| Collected data |
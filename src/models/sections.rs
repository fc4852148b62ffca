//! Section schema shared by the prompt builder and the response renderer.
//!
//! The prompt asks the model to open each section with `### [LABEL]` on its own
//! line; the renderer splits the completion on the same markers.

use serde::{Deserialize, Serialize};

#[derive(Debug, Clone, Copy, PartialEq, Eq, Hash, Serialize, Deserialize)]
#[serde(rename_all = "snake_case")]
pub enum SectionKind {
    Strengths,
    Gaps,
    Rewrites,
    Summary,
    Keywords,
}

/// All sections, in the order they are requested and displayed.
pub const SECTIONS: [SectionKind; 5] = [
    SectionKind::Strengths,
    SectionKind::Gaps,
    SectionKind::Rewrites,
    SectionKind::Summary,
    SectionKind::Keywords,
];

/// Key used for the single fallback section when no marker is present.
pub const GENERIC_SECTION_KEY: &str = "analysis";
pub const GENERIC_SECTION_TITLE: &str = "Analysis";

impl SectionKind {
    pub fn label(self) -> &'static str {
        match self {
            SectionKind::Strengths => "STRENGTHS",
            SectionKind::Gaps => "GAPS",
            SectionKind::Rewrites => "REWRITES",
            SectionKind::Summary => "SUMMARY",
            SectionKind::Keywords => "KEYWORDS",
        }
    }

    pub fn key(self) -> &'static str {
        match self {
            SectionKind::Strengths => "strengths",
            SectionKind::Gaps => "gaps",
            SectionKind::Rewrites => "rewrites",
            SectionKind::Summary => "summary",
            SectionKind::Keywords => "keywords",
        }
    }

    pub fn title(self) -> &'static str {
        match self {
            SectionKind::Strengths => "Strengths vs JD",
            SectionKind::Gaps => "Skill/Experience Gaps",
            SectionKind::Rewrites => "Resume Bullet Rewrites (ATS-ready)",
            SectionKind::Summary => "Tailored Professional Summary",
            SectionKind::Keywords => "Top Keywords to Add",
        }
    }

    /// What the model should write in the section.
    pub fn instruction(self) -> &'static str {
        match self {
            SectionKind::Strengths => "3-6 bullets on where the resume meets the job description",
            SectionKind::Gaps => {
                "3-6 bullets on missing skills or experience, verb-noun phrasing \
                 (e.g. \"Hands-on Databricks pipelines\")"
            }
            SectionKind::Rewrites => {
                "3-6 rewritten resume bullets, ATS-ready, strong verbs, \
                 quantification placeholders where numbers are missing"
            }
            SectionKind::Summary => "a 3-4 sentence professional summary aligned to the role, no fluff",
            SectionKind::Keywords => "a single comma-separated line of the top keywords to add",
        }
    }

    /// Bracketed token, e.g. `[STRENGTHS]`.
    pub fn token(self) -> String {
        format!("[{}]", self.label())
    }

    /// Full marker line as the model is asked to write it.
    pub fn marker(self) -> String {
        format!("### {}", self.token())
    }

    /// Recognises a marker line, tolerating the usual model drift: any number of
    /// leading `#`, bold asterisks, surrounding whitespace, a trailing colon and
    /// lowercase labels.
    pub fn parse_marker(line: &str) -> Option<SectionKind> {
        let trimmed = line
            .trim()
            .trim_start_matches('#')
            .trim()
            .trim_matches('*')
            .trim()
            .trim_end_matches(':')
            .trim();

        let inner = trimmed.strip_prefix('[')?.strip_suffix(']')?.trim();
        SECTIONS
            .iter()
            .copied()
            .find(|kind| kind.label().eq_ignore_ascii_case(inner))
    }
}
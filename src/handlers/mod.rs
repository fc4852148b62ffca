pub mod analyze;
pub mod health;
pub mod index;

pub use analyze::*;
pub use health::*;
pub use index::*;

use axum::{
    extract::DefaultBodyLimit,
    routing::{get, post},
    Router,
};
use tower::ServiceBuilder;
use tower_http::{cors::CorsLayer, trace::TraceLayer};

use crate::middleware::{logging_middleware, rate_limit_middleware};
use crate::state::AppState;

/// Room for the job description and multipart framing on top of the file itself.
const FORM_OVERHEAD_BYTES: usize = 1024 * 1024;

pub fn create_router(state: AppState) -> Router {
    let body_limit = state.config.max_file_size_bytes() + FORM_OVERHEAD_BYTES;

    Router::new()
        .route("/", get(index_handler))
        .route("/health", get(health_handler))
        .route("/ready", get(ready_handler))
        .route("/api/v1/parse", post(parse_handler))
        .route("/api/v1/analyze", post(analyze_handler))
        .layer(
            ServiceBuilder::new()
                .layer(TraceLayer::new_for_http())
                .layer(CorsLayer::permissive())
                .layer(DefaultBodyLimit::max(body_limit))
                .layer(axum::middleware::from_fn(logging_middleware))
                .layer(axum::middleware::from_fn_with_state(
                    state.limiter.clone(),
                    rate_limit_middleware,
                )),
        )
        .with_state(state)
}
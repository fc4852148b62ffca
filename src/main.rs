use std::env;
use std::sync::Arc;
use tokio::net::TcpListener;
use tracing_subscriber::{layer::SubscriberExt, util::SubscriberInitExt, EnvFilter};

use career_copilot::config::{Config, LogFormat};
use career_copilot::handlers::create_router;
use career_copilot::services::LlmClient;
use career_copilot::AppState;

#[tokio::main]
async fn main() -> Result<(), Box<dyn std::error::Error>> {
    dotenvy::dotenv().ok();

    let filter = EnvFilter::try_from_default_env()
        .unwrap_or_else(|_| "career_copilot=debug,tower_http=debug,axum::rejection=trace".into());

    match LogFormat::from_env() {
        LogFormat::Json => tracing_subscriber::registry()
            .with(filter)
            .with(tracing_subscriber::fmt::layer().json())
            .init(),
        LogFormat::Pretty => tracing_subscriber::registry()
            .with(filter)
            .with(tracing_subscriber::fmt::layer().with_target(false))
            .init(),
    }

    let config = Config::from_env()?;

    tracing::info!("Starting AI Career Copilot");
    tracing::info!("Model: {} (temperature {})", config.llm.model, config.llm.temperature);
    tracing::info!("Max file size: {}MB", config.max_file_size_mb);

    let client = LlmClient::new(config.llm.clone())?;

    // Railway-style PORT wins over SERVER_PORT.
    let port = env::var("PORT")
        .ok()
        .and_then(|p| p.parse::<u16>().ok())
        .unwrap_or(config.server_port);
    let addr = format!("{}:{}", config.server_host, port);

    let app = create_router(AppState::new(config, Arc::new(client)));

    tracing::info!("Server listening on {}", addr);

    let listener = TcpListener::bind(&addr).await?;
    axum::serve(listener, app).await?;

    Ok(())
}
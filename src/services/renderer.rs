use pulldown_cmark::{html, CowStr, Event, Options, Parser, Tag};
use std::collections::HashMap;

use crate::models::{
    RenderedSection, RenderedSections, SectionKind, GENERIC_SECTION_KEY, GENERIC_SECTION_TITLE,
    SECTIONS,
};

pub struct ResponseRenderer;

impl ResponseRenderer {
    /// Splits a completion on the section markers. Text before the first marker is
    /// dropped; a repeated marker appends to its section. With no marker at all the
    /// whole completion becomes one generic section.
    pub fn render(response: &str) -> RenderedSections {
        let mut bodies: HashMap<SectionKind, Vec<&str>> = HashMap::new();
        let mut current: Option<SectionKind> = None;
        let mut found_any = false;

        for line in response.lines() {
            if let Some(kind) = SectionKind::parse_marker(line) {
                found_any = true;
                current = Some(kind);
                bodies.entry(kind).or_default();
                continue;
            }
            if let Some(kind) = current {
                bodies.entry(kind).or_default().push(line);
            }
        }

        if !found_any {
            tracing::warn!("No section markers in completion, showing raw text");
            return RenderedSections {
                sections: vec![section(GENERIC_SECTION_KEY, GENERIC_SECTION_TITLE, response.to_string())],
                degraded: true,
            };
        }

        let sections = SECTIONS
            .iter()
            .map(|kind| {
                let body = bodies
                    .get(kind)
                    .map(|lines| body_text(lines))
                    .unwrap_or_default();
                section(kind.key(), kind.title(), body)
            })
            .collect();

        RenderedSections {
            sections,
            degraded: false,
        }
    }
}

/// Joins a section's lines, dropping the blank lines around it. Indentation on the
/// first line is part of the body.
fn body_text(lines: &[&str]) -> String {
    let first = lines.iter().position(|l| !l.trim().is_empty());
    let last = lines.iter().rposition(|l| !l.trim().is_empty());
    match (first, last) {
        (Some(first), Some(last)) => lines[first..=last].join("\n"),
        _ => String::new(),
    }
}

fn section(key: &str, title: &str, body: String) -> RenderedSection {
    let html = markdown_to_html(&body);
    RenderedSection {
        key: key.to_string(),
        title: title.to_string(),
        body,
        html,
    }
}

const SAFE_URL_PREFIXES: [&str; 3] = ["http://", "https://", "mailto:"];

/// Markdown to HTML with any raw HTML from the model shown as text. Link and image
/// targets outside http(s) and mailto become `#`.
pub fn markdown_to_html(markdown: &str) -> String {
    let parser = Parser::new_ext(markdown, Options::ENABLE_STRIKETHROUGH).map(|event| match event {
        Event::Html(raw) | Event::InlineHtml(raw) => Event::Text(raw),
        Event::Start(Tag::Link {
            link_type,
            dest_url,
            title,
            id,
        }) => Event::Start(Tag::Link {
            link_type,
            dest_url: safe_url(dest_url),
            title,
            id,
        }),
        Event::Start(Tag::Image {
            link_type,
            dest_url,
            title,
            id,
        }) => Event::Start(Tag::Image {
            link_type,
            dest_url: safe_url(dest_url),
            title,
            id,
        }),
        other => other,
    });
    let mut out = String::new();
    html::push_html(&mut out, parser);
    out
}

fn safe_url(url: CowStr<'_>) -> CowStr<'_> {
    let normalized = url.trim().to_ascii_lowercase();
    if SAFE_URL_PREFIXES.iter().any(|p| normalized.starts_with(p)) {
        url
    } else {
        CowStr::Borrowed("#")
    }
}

| What you have to do |
Filter the records above for lines with "await".

| Response below |
    let listener = TcpListener::bind(&addr).await?;
    axum::serve(listener, app).await?;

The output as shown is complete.